▶ _Your objective_
Find the lines below that contain the string "teardown". Copy each one.
(Records to use Opens)
//! Fully tiled grid with random activation and a pointer spotlight.
//!
//! Every tile of the surface is a cell. A fixed-period activation tick adds
//! random cells (or small groups) to the active subset; active cells pulse
//! once and leave the subset when they come back to rest.

use std::collections::HashMap;

use rand::{Rng, SeedableRng, rngs::StdRng};
use tessera_core::{ACTIVATION_INTERVAL_MS, DrawingContext, GROUP_PROBABILITY, MAX_ACTIVE};
use tracing::{debug, warn};

use crate::hover::{cell_under, highlight_opacity, pointer_distance};
use crate::interval::Interval;
use crate::scheduler::{CanvasState, Scheduler, Strategy};
use crate::square::{FadeCurve, GridCoord, Square};

/// Opacity of the highlight trail one tile above the hovered cell.
const HOVER_TRAIL_OPACITY: f64 = 0.8;

/// Shape of a group activated together.
#[derive(Debug, Clone, Copy, PartialEq, Eq)]
pub enum GroupShape {
    /// 2×2 block.
    Block,
    /// Anchor and its right neighbor.
    Horizontal,
    /// Anchor and the cell below it.
    Vertical,
}

impl GroupShape {
    pub const ALL: [GroupShape; 3] = [
        GroupShape::Block,
        GroupShape::Horizontal,
        GroupShape::Vertical,
    ];

    fn offsets(self) -> &'static [(u32, u32)] {
        match self {
            GroupShape::Block => &[(0, 0), (1, 0), (0, 1), (1, 1)],
            GroupShape::Horizontal => &[(0, 0), (1, 0)],
            GroupShape::Vertical => &[(0, 0), (0, 1)],
        }
    }
}

/// The random activation behavior.
#[derive(Debug)]
pub struct RandomActivation {
    squares: Vec<Square>,
    /// Grid coordinates to index in `squares`.
    index: HashMap<GridCoord, usize>,
    /// Active subset, in activation order.
    active: Vec<GridCoord>,
    rng: StdRng,
}

impl Default for RandomActivation {
    fn default() -> Self {
        Self::new()
    }
}

impl RandomActivation {
    pub fn new() -> Self {
        Self::with_rng(StdRng::from_entropy())
    }

    /// Deterministic activation sequence.
    pub fn with_seed(seed: u64) -> Self {
        Self::with_rng(StdRng::seed_from_u64(seed))
    }

    fn with_rng(rng: StdRng) -> Self {
        Self {
            squares: Vec::new(),
            index: HashMap::new(),
            active: Vec::new(),
            rng,
        }
    }

    pub fn squares(&self) -> &[Square] {
        &self.squares
    }

    pub fn active(&self) -> &[GridCoord] {
        &self.active
    }

    pub fn square(&self, coord: GridCoord) -> Option<&Square> {
        self.index.get(&coord).map(|&i| &self.squares[i])
    }

    /// Tile the whole surface, carrying active cells over by grid coordinates.
    pub fn draw_squares<C: DrawingContext>(&mut self, ctx: &mut C, state: &CanvasState) {
        let size = state.tile_size.pixels();
        let num_x = (ctx.width() / size).ceil() as u32;
        let num_y = (ctx.height() / size).ceil() as u32;

        let active = &self.active;
        let mut carried: HashMap<GridCoord, Square> = std::mem::take(&mut self.squares)
            .into_iter()
            .filter_map(|square| {
                let coord = square.grid.filter(|coord| active.contains(coord))?;
                Some((coord, square))
            })
            .collect();

        let mut squares = Vec::with_capacity((num_x * num_y) as usize);
        let mut index = HashMap::with_capacity(squares.capacity());
        for y in 0..num_y {
            for x in 0..num_x {
                let coord = GridCoord::new(x, y);
                let square = carried
                    .remove(&coord)
                    .unwrap_or_else(|| Square::at(coord, size));
                square.draw_with_opacity(ctx, state.colors.idle, size, 1.0);
                index.insert(coord, squares.len());
                squares.push(square);
            }
        }

        self.active.retain(|coord| index.contains_key(coord));
        self.squares = squares;
        self.index = index;
        debug!(
            cells = self.squares.len(),
            active = self.active.len(),
            "tiled grid built"
        );
    }

    /// Cells of `shape` anchored at `anchor` that exist in the grid.
    pub fn group(&self, anchor: GridCoord, shape: GroupShape) -> Vec<GridCoord> {
        shape
            .offsets()
            .iter()
            .filter_map(|&(dx, dy)| anchor.offset(dx, dy))
            .filter(|coord| self.index.contains_key(coord))
            .collect()
    }

    fn random_group(&mut self, anchor: GridCoord) -> Vec<GridCoord> {
        let shape = GroupShape::ALL[self.rng.gen_range(0..GroupShape::ALL.len())];
        self.group(anchor, shape)
    }

    /// One activation tick: add a random cell or group while the subset has room.
    pub fn set_active(&mut self) {
        if self.squares.is_empty() || self.active.len() >= MAX_ACTIVE {
            return;
        }

        let anchor = &self.squares[self.rng.gen_range(0..self.squares.len())];
        let Some(coord) = anchor.grid else {
            warn!(
                x = anchor.x_pos,
                y = anchor.y_pos,
                "invalid square coordinates, skipping activation"
            );
            return;
        };

        let picks = if self.rng.gen_bool(GROUP_PROBABILITY) {
            self.random_group(coord)
        } else {
            vec![coord]
        };
        self.activate(&picks);
    }

    /// Add cells to the active subset, skipping members and stopping at capacity.
    pub fn activate(&mut self, coords: &[GridCoord]) {
        for &coord in coords {
            if self.active.len() >= MAX_ACTIVE {
                break;
            }
            if self.index.contains_key(&coord) && !self.active.contains(&coord) {
                self.active.push(coord);
            }
        }
    }

    /// Background fill plus the pointer spotlight.
    pub fn draw_hover<C: DrawingContext>(&self, ctx: &mut C, state: &CanvasState) {
        ctx.set_fill_style(state.colors.idle.into());
        ctx.fill_rect(0.0, 0.0, ctx.width(), ctx.height());

        let Some(pointer) = state.pointer else {
            return;
        };
        let size = state.tile_size.pixels();
        let hover = state.colors.hover;

        for square in &self.squares {
            let opacity = highlight_opacity(pointer_distance(pointer, square, state.tile_size));
            if opacity > 0.0 {
                square.draw_with_opacity(ctx, hover, size, opacity);
            }
        }

        if let Some(square) = cell_under(pointer, state.tile_size).and_then(|c| self.square(c)) {
            square.draw_with_opacity(ctx, hover, size, 1.0);
            ctx.set_fill_style(hover.with_alpha(HOVER_TRAIL_OPACITY));
            ctx.fill_rect(square.x_pos, square.y_pos - size, size, size);
        }
    }

    /// Advance every active cell; finished cells leave the subset.
    pub fn animate_squares<C: DrawingContext>(
        &mut self,
        ctx: &mut C,
        state: &CanvasState,
        timestamp: f64,
    ) {
        let size = state.tile_size.pixels();
        let color = state.colors.pulse;

        for coord in self.active.clone() {
            let Some(&i) = self.index.get(&coord) else {
                continue;
            };
            let active = &mut self.active;
            self.squares[i].animate(ctx, timestamp, FadeCurve::Pulse, color, size, || {
                active.retain(|c| *c != coord)
            });
        }
    }
}

impl Strategy for RandomActivation {
    fn build<C: DrawingContext>(&mut self, ctx: &mut C, state: &CanvasState) {
        self.draw_squares(ctx, state);
    }

    fn render<C: DrawingContext>(&mut self, ctx: &mut C, state: &CanvasState, timestamp: f64) {
        self.draw_hover(ctx, state);
        self.animate_squares(ctx, state, timestamp);
    }
}

impl Scheduler<RandomActivation> {
    /// Start the activation interval. The host polls it and must cancel it on teardown.
    pub fn set_active_squares(&self, now: f64) -> Interval {
        Interval::new(ACTIVATION_INTERVAL_MS, now)
    }

    /// Run one activation tick while running.
    pub fn activation_tick(&mut self) {
        if self.is_running() {
            self.strategy_mut().set_active();
        }
    }
}

#[cfg(test)]
mod tests {
    use super::*;
    use crate::TerminalSurface;
    use crate::scheduler::testing::ManualFrames;
    use crate::square::FadeState;
    use tessera_core::{ColorScheme, Point};

    fn state() -> CanvasState {
        CanvasState::new(ColorScheme::Light, None)
    }

    fn built(width: f64, height: f64, seed: u64) -> (RandomActivation, TerminalSurface) {
        let mut surface = TerminalSurface::with_pixel_size(width, height);
        let mut strategy = RandomActivation::with_seed(seed);
        strategy.draw_squares(&mut surface, &state());
        (strategy, surface)
    }

    #[test]
    fn test_partial_tiles_are_kept() {
        let (strategy, _) = built(130.0, 120.0, 1);
        assert_eq!(strategy.squares().len(), 6);
        assert!(strategy.square(GridCoord::new(2, 1)).is_some());
    }

    #[test]
    fn test_two_by_two_tiling() {
        let (strategy, _) = built(120.0, 120.0, 1);
        let coords: Vec<GridCoord> = strategy.squares().iter().filter_map(|s| s.grid).collect();
        assert_eq!(
            coords,
            vec![
                GridCoord::new(0, 0),
                GridCoord::new(1, 0),
                GridCoord::new(0, 1),
                GridCoord::new(1, 1)
            ]
        );
    }

    #[test]
    fn test_block_group_at_origin_selects_all_four() {
        let (strategy, _) = built(120.0, 120.0, 1);
        let mut group = strategy.group(GridCoord::new(0, 0), GroupShape::Block);
        group.sort();
        assert_eq!(
            group,
            vec![
                GridCoord::new(0, 0),
                GridCoord::new(0, 1),
                GridCoord::new(1, 0),
                GridCoord::new(1, 1)
            ]
        );
    }

    #[test]
    fn test_groups_are_clipped_at_grid_edge() {
        let (strategy, _) = built(120.0, 120.0, 1);
        assert_eq!(
            strategy.group(GridCoord::new(1, 1), GroupShape::Block),
            vec![GridCoord::new(1, 1)]
        );
        assert_eq!(
            strategy.group(GridCoord::new(0, 1), GroupShape::Horizontal),
            vec![GridCoord::new(0, 1), GridCoord::new(1, 1)]
        );
        assert_eq!(
            strategy.group(GridCoord::new(1, 0), GroupShape::Vertical),
            vec![GridCoord::new(1, 0), GridCoord::new(1, 1)]
        );
    }

    #[test]
    fn test_active_subset_capped_after_every_tick() {
        let (mut strategy, _) = built(640.0, 480.0, 9);
        for _ in 0..200 {
            strategy.set_active();
            assert!(strategy.active().len() <= MAX_ACTIVE);
        }
        assert_eq!(strategy.active().len(), MAX_ACTIVE);

        let mut unique = strategy.active().to_vec();
        unique.sort();
        unique.dedup();
        assert_eq!(unique.len(), strategy.active().len());
    }

    #[test]
    fn test_tick_on_empty_grid_is_noop() {
        let (mut strategy, _) = built(0.0, 0.0, 1);
        strategy.set_active();
        assert!(strategy.active().is_empty());
    }

    #[test]
    fn test_anchor_without_coordinates_is_skipped() {
        let (mut strategy, _) = built(0.0, 0.0, 1);
        strategy.squares = vec![Square::new(0.0, 0.0)];
        for _ in 0..20 {
            strategy.set_active();
        }
        assert!(strategy.active().is_empty());
    }

    #[test]
    fn test_completed_cell_leaves_subset_same_frame() {
        let (mut strategy, mut surface) = built(120.0, 120.0, 1);
        let state = state();
        strategy.activate(&[GridCoord::new(1, 0)]);

        strategy.animate_squares(&mut surface, &state, 1000.0);
        strategy.animate_squares(&mut surface, &state, 3000.0);
        assert_eq!(strategy.active(), &[GridCoord::new(1, 0)]);
        let square = strategy.square(GridCoord::new(1, 0)).expect("exists");
        assert!((square.opacity() - 1.0).abs() < 1e-9);

        strategy.animate_squares(&mut surface, &state, 5000.0);
        assert!(strategy.active().is_empty());
        let square = strategy.square(GridCoord::new(1, 0)).expect("exists");
        assert_eq!(square.opacity(), 0.0);
        assert!(!square.fade.animating);

        // Free for re-activation.
        strategy.activate(&[GridCoord::new(1, 0)]);
        assert_eq!(strategy.active().len(), 1);
    }

    #[test]
    fn test_rebuild_carries_active_cells() {
        let (mut strategy, mut surface) = built(240.0, 240.0, 1);
        let state = state();
        let coord = GridCoord::new(2, 2);
        strategy.activate(&[coord, GridCoord::new(3, 3)]);
        strategy.animate_squares(&mut surface, &state, 0.0);
        strategy.animate_squares(&mut surface, &state, 500.0);
        let before = strategy.square(coord).expect("exists").fade;
        assert!(before.animating);

        // Shrink so (3, 3) falls off the grid.
        let mut smaller = TerminalSurface::with_pixel_size(180.0, 180.0);
        strategy.draw_squares(&mut smaller, &state);
        assert_eq!(strategy.active(), &[coord]);
        assert_eq!(strategy.square(coord).expect("exists").fade, before);
        assert_eq!(
            strategy.square(GridCoord::new(0, 0)).expect("exists").fade,
            FadeState::default()
        );
    }

    #[test]
    fn test_hover_spotlight() {
        let (strategy, mut surface) = built(480.0, 480.0, 1);
        let mut state = state();
        state.pointer = Some(Point::new(90.0, 150.0));
        strategy.draw_hover(&mut surface, &state);

        let hover = state.colors.hover;
        let idle = state.colors.idle;
        // Cell under the pointer is fully highlighted.
        assert_eq!(surface.sample_at(90.0, 150.0), Some(hover));
        // The cell above carries the fainter trail.
        let trail = surface.sample_at(90.0, 90.0).expect("painted");
        assert_ne!(trail, idle);
        // Far corner stays at the idle fill.
        assert_eq!(surface.sample_at(470.0, 470.0), Some(idle));
    }

    #[test]
    fn test_no_pointer_paints_background_only() {
        let (strategy, mut surface) = built(120.0, 120.0, 1);
        let state = state();
        strategy.draw_hover(&mut surface, &state);
        assert_eq!(surface.sample_at(60.0, 60.0), Some(state.colors.idle));
    }

    #[test]
    fn test_scheduler_interval_and_ticks() {
        let mut surface = TerminalSurface::with_pixel_size(640.0, 480.0);
        let mut frames = ManualFrames::default();
        let mut scheduler =
            Scheduler::new(RandomActivation::with_seed(5), ColorScheme::Light, None);

        // Ticks before mount do nothing.
        scheduler.activation_tick();
        assert!(scheduler.strategy().active().is_empty());

        scheduler.mount(&mut surface, &mut frames);
        let mut interval = scheduler.set_active_squares(0.0);
        assert_eq!(interval.period_ms(), ACTIVATION_INTERVAL_MS);

        let mut now = 0.0;
        while now < 3000.0 {
            now += 16.0;
            if interval.poll(now) {
                scheduler.activation_tick();
            }
            scheduler.run(&mut surface, now, &mut frames);
        }
        assert!(!scheduler.strategy().active().is_empty());

        interval.cancel();
        scheduler.teardown(&mut frames);
        let before = scheduler.strategy().active().to_vec();
        scheduler.activation_tick();
        assert_eq!(scheduler.strategy().active(), before.as_slice());
    }
}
(Records to use Closes)
▶ _Answer to the problem_
    /// Start the activation interval. The host polls it and must cancel it on teardown.
        scheduler.teardown(&mut frames);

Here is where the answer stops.